Targets but along with Industrial Policy

What the Indian experience does reveal is the importance of using national level targets as useful symbols for stakeholder mobilization. Ideally, along with national level targets, states and cities should also set energy transition targets, spawning requisite sub-national regulations and policies for renewable energy uptake. Renewable Purchase Obligations in Indian states and Renewable Portfolio Standards in many US states are already driving target-based annual renewable energy increments. Examples of sub-national decarbonization targets have begun to emerge in places like California, Washington DC and New York; a national target would enable their proliferation.
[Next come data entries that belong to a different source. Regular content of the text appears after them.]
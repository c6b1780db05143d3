use indoc::{formatdoc, indoc};

use storage_api::config::Config;

use crate::{inventory::DeviceGraph, test_utils::init_logger};

use super::{boot::BootSolver, ConfigSolver};

fn solve_boot(config: &str) -> Config {
    solve_boot_with(&DeviceGraph::default(), config)
}

fn solve_boot_with(inventory: &DeviceGraph, config: &str) -> Config {
    init_logger();
    let mut config = Config::from_yaml(config).unwrap();
    BootSolver::new(inventory).solve(&mut config);
    config
}

fn boot_alias(config: &Config) -> Option<&str> {
    config.boot.device.device_alias.as_deref()
}

#[test]
fn test_root_partition_on_drive() {
    let config = solve_boot(indoc! {r#"
        drives:
          - alias: disk1
            partitions:
              - filesystem:
                  path: /home
          - alias: disk2
            partitions:
              - filesystem:
                  path: /
        "#});
    assert_eq!(boot_alias(&config), Some("disk2"));
}

#[test]
fn test_alias_synthesized() {
    let config = solve_boot(indoc! {r#"
        drives:
          - partitions:
              - filesystem:
                  path: /
        "#});
    assert_eq!(config.drives[0].alias.as_deref(), Some("drive0"));
    assert_eq!(boot_alias(&config), Some("drive0"));

    let config = solve_boot(indoc! {r#"
        drives:
          - alias: drive0
          - partitions:
              - alias: drive1
                filesystem:
                  path: /
        "#});
    assert_eq!(config.drives[1].alias.as_deref(), Some("drive2"));
    assert_eq!(boot_alias(&config), Some("drive2"));
}

#[test]
fn test_not_inferred() {
    let root = indoc! {r#"
        drives:
          - alias: disk1
            partitions:
              - filesystem:
                  path: /
    "#};

    let config = solve_boot(&format!("boot:\n  configure: false\n{root}"));
    assert_eq!(boot_alias(&config), None);

    let config = solve_boot(&format!("boot:\n  device:\n    default: false\n{root}"));
    assert_eq!(boot_alias(&config), None);

    let config = solve_boot(&format!(
        "boot:\n  device:\n    deviceAlias: other\n{root}"
    ));
    assert_eq!(boot_alias(&config), Some("other"));
}

#[test]
fn test_no_root() {
    let config = solve_boot(indoc! {r#"
        drives:
          - partitions:
              - filesystem:
                  path: /home
        volumeGroups:
          - name: data
            physicalVolumes:
              - generate: [disk1]
            logicalVolumes:
              - filesystem:
                  path: /srv
        "#});
    assert_eq!(boot_alias(&config), None);
    assert_eq!(config.drives[0].alias, None);
}

#[test]
fn test_formatted_drive() {
    let config = solve_boot(indoc! {r#"
        drives:
          - filesystem:
              path: /
          - partitions:
              - filesystem:
                  path: /
        "#});
    assert_eq!(boot_alias(&config), None);
    assert!(config.drives.iter().all(|d| d.alias.is_none()));
}

#[test]
fn test_drive_root_before_md_raid_root() {
    let config = solve_boot(indoc! {r#"
        mdRaids:
          - alias: md0
            devices: [p1, p2]
            partitions:
              - filesystem:
                  path: /
        drives:
          - alias: disk1
            partitions:
              - alias: p1
          - alias: disk2
            partitions:
              - alias: p2
              - filesystem:
                  path: /
        "#});
    assert_eq!(boot_alias(&config), Some("disk2"));
}

#[test]
fn test_md_raid_of_whole_disks() {
    let config = solve_boot(indoc! {r#"
        drives:
          - alias: disk1
          - alias: disk2
        mdRaids:
          - devices: [disk1, disk2]
            partitions:
              - filesystem:
                  path: /
        "#});
    assert_eq!(boot_alias(&config), None);
}

#[test]
fn test_md_raid_of_partitions() {
    let config = solve_boot(indoc! {r#"
        drives:
          - alias: disk1
          - partitions:
              - alias: p2
        mdRaids:
          - devices: [disk1, p2]
            partitions:
              - filesystem:
                  path: /
        "#});
    assert_eq!(boot_alias(&config), Some("drive0"));
    assert_eq!(config.drives[1].alias.as_deref(), Some("drive0"));
}

#[test]
fn test_formatted_md_raid() {
    let config = solve_boot(indoc! {r#"
        drives:
          - alias: disk1
            partitions:
              - alias: p1
        mdRaids:
          - devices: [missing, p1]
            filesystem:
              path: /
        "#});
    assert_eq!(boot_alias(&config), Some("disk1"));
}

#[test]
fn test_nested_md_raids() {
    let config = solve_boot(indoc! {r#"
        drives:
          - alias: disk1
            partitions:
              - alias: p1
        mdRaids:
          - alias: md0
            devices: [md1]
            partitions:
              - filesystem:
                  path: /
          - alias: md1
            devices: [md0, p1]
        "#});
    assert_eq!(boot_alias(&config), Some("disk1"));
}

#[test]
fn test_found_md_raid() {
    init_logger();
    let inventory = DeviceGraph::from_yaml(indoc! {r#"
        disks:
          - name: /dev/vda
            size: 10 GiB
          - name: /dev/vdb
            size: 10 GiB
        mdRaids:
          - name: /dev/md0
            size: 10 GiB
            members: [/dev/vda, /dev/vdb]
          - name: /dev/md1
            size: 10 GiB
        nonCandidates: [/dev/md1]
    "#})
    .unwrap();

    let raid_config = |name: &str| {
        formatdoc! {r#"
            drives:
              - alias: disk1
                partitions:
                  - alias: p1
            mdRaids:
              - search: {}
                devices: [p1]
                partitions:
                  - filesystem:
                      path: /
            "#,
            name
        }
    };

    let mut config = Config::from_yaml(&raid_config("/dev/md0")).unwrap();
    ConfigSolver::new(&inventory).solve(&mut config);
    assert_eq!(config.md_raids[0].alias.as_deref(), Some("mdRaid0"));
    assert_eq!(boot_alias(&config), Some("mdRaid0"));

    // A reused RAID that is not a candidate cannot hold the boot partitions
    let mut config = Config::from_yaml(&raid_config("/dev/md1")).unwrap();
    ConfigSolver::new(&inventory).solve(&mut config);
    assert_eq!(boot_alias(&config), None);

    // A reused RAID that does not exist leaves the boot device undetermined
    let mut config = Config::from_yaml(&raid_config("/dev/md9")).unwrap();
    ConfigSolver::new(&inventory).solve(&mut config);
    assert_eq!(boot_alias(&config), None);
    assert_eq!(config.md_raids[0].alias, None);

    // A RAID to create when not found is handled like any new RAID
    let mut config = Config::from_yaml(&raid_config(
        "{ condition: { name: /dev/md9 }, ifNotFound: create }",
    ))
    .unwrap();
    ConfigSolver::new(&inventory).solve(&mut config);
    assert_eq!(boot_alias(&config), Some("disk1"));
}

#[test]
fn test_root_on_missing_drive() {
    init_logger();
    let inventory = DeviceGraph::from_yaml(indoc! {r#"
        disks:
          - name: /dev/vda
            size: 10 GiB
    "#})
    .unwrap();
    let mut config = Config::from_yaml(indoc! {r#"
        drives:
          - search: /dev/vdz
            partitions:
              - filesystem:
                  path: /
    "#})
    .unwrap();

    ConfigSolver::new(&inventory).solve(&mut config);

    assert!(config.drives[0].is_missing());
    assert_eq!(boot_alias(&config), None);
    assert_eq!(config.drives[0].alias, None);
}

#[test]
fn test_md_raid_member_on_missing_drive() {
    init_logger();
    let inventory = DeviceGraph::from_yaml(indoc! {r#"
        disks:
          - name: /dev/vda
            size: 10 GiB
    "#})
    .unwrap();
    let config_yaml = indoc! {r#"
        drives:
          - alias: missing
            search: /dev/vdz
            partitions:
              - alias: p1
          - alias: present
            search: /dev/vda
            partitions:
              - alias: p2
        mdRaids:
          - alias: md0
            level: raid1
            devices: [p1, p2]
            filesystem:
              path: /
    "#};

    let mut config = Config::from_yaml(config_yaml).unwrap();
    ConfigSolver::new(&inventory).solve(&mut config);
    assert_eq!(boot_alias(&config), Some("present"));

    // Physical volumes on a missing drive are skipped as well
    let mut config = Config::from_yaml(indoc! {r#"
        drives:
          - alias: missing
            search: /dev/vdz
            partitions:
              - alias: p1
        volumeGroups:
          - name: system
            physicalVolumes:
              - generate: [missing]
              - p1
            logicalVolumes:
              - filesystem:
                  path: /
    "#})
    .unwrap();
    ConfigSolver::new(&inventory).solve(&mut config);
    assert_eq!(boot_alias(&config), None);
}

#[test]
fn test_generated_physical_volumes() {
    let config = solve_boot(indoc! {r#"
        drives:
          - alias: diskA
          - alias: diskB
        volumeGroups:
          - name: system
            physicalVolumes:
              - generate: [diskB, diskA]
            logicalVolumes:
              - filesystem:
                  path: /
        "#});
    assert_eq!(boot_alias(&config), Some("diskB"));
}

#[test]
fn test_generated_physical_volumes_on_md_raid() {
    let config = solve_boot(indoc! {r#"
        drives:
          - alias: disk1
          - alias: disk2
            partitions:
              - alias: p2
        mdRaids:
          - alias: md0
            devices: [disk1, p2]
        volumeGroups:
          - name: system
            physicalVolumes:
              - generate: [md0, disk1]
            logicalVolumes:
              - filesystem:
                  path: /
        "#});
    assert_eq!(boot_alias(&config), Some("disk2"));
}

#[test]
fn test_flat_physical_volumes() {
    let config = solve_boot(indoc! {r#"
        drives:
          - alias: disk1
          - alias: disk2
            partitions:
              - alias: pv2
          - alias: disk3
            partitions:
              - alias: pv3
        volumeGroups:
          - name: system
            physicalVolumes: [disk1, pv2, pv3]
            logicalVolumes:
              - filesystem:
                  path: /
        "#});
    assert_eq!(boot_alias(&config), Some("disk2"));

    let config = solve_boot(indoc! {r#"
        drives:
          - alias: disk1
          - alias: disk2
        volumeGroups:
          - name: system
            physicalVolumes: [disk1, disk2, unknown]
            logicalVolumes:
              - filesystem:
                  path: /
        "#});
    assert_eq!(boot_alias(&config), None);
}

#[test]
fn test_generated_targets_fall_back_to_physical_volumes() {
    let config = solve_boot(indoc! {r#"
        drives:
          - alias: disk1
          - alias: disk2
        mdRaids:
          - alias: md0
            devices: [disk1, disk2]
          - alias: md1
            partitions:
              - alias: md1p1
            devices: [pv]
        volumeGroups:
          - name: system
            physicalVolumes:
              - generate: [md0]
              - md1p1
            logicalVolumes:
              - filesystem:
                  path: /
          - name: other
            physicalVolumes: [pv]
        "#});

    // md1 is built on an unknown device
    assert_eq!(boot_alias(&config), None);

    let config = solve_boot(indoc! {r#"
        drives:
          - alias: disk1
          - alias: disk2
            partitions:
              - alias: p2
        mdRaids:
          - alias: md0
            devices: [disk1]
          - alias: md1
            partitions:
              - alias: md1p1
            devices: [p2]
        volumeGroups:
          - name: system
            physicalVolumes:
              - generate: [md0]
              - md1p1
            logicalVolumes:
              - filesystem:
                  path: /
        "#});
    assert_eq!(boot_alias(&config), Some("disk2"));
}

#[test]
fn test_config_solver_pipeline() {
    init_logger();
    let inventory = DeviceGraph::from_yaml(indoc! {r#"
        disks:
          - name: /dev/vda
            size: 50 GiB
          - name: /dev/vdb
            size: 100 GiB
    "#})
    .unwrap();
    let mut config = Config::from_yaml(indoc! {r#"
        drives:
          - search:
              sort: { size: desc }
              max: 1
            partitions:
              - filesystem:
                  path: /
          - {}
    "#})
    .unwrap();

    ConfigSolver::new(&inventory).solve(&mut config);

    assert_eq!(config.drives[0].search.device().unwrap(), "/dev/vdb");
    assert_eq!(config.drives[1].search.device().unwrap(), "/dev/vda");
    assert_eq!(boot_alias(&config), Some("drive0"));
    assert_eq!(config.drives[0].alias.as_deref(), Some("drive0"));
    assert_eq!(config.validate(), Ok(()));
}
This is an important and timely lesson for public administration research: the extent to which stakeholder mobilization behind any policy is facilitated by a clear overarching narrative with quantifiable targets.

But targets alone will not do the job in the long run; concrete benefits must flow that create constituencies for sustained policy success in the future. This is where Indian’s energy transition risks running into trouble: lack of linkages with the domestic manufacturing sector. It would have benefited from a more foresighted, employment-centric approach to renewable energy expansion. For GND to succeed, it must outline a plan for how the energy transition will create domestic jobs and how it will help fossil fuel dependent sectors make a just transition to a low carbon economy. Such a framing of targets backed by clear gains for stakeholders who drive the energy transition is key to a GND that can generate political traction and feed off its own success to enable sustained action.

Siddharth Sareen is a researcher at the Department of Geography and the Centre for Climate and Energy Transformation, University of Bergen, Norway.